» TASK INSTRUCTIONS: Throughout the entries below, report every line where "reports" is found.

» DATA EXTRACTS:
++++++

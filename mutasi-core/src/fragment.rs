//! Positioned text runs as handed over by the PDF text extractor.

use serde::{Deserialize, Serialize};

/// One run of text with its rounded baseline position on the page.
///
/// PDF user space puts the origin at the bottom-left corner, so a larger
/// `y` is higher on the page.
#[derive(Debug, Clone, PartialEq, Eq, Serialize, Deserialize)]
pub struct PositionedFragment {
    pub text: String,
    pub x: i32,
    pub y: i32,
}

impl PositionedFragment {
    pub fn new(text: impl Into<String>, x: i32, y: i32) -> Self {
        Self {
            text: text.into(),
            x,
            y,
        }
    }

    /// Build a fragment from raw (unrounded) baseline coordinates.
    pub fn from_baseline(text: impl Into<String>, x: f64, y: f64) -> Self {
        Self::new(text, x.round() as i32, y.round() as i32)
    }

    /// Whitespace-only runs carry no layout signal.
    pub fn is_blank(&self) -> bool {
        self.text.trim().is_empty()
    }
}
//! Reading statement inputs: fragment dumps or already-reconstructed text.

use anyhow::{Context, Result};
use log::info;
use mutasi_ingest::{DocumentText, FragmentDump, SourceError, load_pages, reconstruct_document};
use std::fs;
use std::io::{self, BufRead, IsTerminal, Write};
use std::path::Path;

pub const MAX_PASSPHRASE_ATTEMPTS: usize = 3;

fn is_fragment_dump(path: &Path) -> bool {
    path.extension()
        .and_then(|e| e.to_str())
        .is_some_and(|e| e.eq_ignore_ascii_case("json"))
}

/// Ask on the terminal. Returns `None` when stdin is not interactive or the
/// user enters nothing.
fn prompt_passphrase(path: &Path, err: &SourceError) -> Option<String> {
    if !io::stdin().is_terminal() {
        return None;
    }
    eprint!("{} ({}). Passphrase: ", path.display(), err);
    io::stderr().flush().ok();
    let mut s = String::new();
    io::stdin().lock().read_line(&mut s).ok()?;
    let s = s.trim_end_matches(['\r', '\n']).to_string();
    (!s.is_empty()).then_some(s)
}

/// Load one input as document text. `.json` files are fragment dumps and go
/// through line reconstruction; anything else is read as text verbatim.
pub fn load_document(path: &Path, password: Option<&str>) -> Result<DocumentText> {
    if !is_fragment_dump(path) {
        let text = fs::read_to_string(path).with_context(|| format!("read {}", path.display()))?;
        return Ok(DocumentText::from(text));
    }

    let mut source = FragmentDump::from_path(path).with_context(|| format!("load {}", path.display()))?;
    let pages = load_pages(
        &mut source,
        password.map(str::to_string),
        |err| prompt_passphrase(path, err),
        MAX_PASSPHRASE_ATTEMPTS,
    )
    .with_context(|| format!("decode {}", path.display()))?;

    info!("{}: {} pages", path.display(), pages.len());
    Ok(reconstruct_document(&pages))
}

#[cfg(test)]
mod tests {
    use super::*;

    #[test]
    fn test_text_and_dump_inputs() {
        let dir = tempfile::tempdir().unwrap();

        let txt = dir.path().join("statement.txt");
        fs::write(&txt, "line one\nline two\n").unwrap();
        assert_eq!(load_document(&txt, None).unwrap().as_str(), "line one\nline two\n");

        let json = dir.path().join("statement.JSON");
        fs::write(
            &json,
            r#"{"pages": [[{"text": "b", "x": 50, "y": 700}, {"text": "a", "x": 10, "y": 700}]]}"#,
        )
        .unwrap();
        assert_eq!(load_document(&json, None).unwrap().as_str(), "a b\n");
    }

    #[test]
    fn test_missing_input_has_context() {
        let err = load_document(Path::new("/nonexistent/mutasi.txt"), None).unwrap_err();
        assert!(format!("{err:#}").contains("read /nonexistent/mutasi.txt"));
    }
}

++++++

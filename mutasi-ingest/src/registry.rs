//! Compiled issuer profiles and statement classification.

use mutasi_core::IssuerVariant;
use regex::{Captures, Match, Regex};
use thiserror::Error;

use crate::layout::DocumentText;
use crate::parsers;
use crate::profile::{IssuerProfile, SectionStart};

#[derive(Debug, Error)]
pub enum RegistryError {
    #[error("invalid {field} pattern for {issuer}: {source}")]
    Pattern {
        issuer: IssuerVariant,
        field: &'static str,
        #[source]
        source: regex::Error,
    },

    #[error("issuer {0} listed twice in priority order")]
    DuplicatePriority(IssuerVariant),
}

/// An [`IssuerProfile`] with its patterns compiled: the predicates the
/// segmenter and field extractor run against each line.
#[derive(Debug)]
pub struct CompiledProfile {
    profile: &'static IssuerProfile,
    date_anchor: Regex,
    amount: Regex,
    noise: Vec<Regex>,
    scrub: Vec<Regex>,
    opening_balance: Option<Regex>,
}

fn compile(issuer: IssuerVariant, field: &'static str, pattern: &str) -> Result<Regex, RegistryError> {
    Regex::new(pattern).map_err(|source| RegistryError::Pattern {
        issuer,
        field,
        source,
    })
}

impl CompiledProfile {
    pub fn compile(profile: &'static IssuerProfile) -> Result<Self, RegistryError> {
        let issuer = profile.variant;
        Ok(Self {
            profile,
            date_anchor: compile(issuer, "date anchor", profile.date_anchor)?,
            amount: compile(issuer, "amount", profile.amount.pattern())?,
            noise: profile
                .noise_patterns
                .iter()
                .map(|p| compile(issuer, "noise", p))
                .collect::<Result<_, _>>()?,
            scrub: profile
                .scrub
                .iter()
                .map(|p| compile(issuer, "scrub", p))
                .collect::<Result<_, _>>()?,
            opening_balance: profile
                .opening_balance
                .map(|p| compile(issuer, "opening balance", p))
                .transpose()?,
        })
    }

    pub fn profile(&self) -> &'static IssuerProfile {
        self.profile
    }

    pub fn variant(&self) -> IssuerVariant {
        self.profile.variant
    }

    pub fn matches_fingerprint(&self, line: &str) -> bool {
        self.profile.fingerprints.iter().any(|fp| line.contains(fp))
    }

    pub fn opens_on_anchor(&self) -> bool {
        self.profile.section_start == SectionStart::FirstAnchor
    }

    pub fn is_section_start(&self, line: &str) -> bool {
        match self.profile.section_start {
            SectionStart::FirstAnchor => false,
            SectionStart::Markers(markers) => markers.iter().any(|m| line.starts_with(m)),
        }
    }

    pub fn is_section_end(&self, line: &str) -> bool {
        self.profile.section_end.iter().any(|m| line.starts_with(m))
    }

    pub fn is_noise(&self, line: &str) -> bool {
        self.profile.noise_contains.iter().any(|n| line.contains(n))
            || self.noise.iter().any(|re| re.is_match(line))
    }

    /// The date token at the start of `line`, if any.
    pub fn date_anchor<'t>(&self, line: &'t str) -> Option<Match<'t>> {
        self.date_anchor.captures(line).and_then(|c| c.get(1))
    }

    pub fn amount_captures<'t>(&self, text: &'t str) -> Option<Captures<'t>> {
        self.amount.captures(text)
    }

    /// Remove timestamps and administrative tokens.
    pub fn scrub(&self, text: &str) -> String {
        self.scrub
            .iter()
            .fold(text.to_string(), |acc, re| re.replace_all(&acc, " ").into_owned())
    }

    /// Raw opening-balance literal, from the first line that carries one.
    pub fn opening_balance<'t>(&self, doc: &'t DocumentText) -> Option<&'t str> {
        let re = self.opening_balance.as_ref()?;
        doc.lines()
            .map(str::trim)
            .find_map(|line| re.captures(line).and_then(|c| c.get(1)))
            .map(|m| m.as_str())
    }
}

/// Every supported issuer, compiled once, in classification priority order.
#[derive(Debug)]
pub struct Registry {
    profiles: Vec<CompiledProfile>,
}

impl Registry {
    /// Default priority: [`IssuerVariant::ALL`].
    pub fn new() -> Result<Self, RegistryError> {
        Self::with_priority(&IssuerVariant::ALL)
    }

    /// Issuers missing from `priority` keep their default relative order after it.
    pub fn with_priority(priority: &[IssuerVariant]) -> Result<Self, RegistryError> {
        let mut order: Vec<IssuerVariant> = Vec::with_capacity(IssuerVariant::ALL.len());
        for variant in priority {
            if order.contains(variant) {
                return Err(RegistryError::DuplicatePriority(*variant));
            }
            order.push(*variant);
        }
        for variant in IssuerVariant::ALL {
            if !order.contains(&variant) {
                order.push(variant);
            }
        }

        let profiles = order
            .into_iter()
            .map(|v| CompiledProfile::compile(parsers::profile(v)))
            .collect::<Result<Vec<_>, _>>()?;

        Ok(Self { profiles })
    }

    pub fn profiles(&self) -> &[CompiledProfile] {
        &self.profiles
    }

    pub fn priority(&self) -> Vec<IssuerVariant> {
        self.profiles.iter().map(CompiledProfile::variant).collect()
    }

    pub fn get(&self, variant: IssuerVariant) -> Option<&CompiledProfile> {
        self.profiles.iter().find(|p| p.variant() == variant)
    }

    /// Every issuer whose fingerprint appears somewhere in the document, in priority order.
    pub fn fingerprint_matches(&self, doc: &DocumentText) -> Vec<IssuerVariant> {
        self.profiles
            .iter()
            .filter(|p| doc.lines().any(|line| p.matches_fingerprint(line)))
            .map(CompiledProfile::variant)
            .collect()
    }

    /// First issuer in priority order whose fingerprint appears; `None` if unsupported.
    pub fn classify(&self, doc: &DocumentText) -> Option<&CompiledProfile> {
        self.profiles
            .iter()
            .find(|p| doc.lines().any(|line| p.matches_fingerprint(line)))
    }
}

++++++

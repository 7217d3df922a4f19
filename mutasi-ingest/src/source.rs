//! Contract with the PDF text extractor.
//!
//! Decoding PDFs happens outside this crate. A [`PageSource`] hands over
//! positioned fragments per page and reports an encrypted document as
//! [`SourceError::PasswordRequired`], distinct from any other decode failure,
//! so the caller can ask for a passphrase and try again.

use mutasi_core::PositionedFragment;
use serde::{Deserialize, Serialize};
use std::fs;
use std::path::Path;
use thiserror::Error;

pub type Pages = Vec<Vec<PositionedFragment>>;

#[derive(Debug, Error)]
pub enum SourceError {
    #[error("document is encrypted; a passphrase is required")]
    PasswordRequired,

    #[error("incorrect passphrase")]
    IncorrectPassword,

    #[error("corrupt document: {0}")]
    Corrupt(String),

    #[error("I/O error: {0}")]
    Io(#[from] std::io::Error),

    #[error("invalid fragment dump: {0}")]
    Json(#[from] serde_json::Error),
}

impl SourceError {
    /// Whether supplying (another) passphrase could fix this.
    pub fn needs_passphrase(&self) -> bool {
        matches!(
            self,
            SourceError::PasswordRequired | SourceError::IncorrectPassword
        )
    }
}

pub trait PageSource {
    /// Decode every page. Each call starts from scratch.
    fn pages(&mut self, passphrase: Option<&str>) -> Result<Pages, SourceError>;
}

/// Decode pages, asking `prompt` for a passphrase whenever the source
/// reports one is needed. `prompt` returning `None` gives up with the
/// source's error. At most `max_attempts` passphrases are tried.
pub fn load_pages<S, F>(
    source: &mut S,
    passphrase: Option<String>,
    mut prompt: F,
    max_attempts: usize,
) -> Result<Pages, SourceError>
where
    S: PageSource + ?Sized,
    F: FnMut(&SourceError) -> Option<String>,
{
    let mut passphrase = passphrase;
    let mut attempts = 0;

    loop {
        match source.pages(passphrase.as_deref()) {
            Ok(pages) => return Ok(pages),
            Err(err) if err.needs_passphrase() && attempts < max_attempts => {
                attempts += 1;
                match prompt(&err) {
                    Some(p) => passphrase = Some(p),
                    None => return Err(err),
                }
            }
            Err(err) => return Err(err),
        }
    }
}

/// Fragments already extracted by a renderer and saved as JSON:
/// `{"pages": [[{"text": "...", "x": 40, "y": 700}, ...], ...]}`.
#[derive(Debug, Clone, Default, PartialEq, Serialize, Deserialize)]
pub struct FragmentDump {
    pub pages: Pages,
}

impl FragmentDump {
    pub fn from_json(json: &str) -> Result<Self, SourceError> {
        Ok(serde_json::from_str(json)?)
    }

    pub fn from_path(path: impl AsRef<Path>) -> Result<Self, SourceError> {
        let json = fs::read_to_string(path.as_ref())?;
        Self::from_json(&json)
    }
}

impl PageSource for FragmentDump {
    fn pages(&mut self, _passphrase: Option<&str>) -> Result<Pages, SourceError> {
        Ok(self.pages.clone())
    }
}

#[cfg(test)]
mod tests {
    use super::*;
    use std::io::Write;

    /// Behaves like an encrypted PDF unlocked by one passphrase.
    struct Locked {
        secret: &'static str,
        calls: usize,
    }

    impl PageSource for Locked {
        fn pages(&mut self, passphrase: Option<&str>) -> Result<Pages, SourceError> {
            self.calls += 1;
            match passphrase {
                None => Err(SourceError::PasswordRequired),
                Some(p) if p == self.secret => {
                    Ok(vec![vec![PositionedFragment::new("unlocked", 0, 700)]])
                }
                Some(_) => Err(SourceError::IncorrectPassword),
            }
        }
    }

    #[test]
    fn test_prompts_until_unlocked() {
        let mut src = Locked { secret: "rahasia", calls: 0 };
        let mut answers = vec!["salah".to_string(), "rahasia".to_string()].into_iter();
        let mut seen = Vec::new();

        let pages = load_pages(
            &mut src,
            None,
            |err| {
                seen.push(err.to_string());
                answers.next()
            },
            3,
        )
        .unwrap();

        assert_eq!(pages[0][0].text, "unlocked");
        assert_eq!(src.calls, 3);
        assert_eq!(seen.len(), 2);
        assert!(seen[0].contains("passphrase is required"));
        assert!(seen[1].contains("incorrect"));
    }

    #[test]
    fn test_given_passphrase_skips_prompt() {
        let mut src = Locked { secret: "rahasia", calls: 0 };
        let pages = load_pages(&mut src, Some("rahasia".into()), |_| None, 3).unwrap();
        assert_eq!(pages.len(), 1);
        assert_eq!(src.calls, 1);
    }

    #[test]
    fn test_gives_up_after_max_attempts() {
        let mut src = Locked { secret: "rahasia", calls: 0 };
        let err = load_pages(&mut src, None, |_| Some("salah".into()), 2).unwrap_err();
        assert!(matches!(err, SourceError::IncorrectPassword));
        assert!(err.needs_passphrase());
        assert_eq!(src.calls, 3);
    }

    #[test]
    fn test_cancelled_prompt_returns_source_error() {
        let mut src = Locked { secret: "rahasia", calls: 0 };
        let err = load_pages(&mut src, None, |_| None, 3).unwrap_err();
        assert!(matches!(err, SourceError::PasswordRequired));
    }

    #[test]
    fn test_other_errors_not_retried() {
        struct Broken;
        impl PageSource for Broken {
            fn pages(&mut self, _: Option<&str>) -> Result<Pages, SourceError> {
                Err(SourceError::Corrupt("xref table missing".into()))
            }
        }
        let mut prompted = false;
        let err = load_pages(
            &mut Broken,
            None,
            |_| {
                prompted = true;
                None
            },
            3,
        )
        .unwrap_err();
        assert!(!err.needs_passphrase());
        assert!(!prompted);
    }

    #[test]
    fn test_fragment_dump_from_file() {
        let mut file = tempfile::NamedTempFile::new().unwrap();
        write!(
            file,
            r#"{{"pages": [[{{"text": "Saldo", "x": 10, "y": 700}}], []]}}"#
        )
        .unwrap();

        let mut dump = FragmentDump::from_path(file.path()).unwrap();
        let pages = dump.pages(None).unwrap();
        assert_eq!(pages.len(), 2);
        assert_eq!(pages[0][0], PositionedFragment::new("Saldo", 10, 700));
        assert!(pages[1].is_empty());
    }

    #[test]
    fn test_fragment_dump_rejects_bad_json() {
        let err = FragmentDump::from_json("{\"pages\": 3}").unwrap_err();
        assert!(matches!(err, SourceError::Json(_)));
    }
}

++++++

» RESPONSE:
//! positioned fragments per page and reports an encrypted document as
/// reports one is needed. `prompt` returning `None` gives up with the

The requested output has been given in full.